- ASSIGNED TASK -
Output every record below precisely as it is written.

- EXERCISE DATA -
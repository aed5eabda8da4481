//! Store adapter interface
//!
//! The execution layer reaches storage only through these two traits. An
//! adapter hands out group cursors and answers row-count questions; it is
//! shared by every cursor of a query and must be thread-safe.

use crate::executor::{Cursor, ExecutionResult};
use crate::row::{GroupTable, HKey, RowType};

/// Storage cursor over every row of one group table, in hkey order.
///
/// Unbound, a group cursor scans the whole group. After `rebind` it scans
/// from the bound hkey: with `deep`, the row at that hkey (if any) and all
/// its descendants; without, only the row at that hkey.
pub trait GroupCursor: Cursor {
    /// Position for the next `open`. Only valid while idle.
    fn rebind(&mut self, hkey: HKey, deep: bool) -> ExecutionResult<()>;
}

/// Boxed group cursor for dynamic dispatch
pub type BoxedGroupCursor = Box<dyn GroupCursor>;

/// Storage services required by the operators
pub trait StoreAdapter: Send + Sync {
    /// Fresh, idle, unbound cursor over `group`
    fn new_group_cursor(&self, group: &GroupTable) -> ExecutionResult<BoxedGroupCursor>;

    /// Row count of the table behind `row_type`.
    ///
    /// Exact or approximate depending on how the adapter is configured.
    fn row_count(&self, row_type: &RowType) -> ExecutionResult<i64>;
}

- RESULT -
repository aed5eabda8da4481
//! Store adapter interface
//!
//! The execution layer reaches storage only through these two traits. An
//! adapter hands out group cursors and answers row-count questions; it is
//! shared by every cursor of a query and must be thread-safe.

use crate::executor::{Cursor, ExecutionResult};
use crate::row::{GroupTable, HKey, RowType};

/// Storage cursor over every row of one group table, in hkey order.
///
/// Unbound, a group cursor scans the whole group. After `rebind` it scans
/// from the bound hkey: with `deep`, the row at that hkey (if any) and all
/// its descendants; without, only the row at that hkey.
pub trait GroupCursor: Cursor {
    /// Position for the next `open`. Only valid while idle.
    fn rebind(&mut self, hkey: HKey, deep: bool) -> ExecutionResult<()>;
}

/// Boxed group cursor for dynamic dispatch
pub type BoxedGroupCursor = Box<dyn GroupCursor>;

/// Storage services required by the operators
pub trait StoreAdapter: Send + Sync {
    /// Fresh, idle, unbound cursor over `group`
    fn new_group_cursor(&self, group: &GroupTable) -> ExecutionResult<BoxedGroupCursor>;

    /// Row count of the table behind `row_type`.
    ///
    /// Exact or approximate depending on how the adapter is configured.
    fn row_count(&self, row_type: &RowType) -> ExecutionResult<i64>;
}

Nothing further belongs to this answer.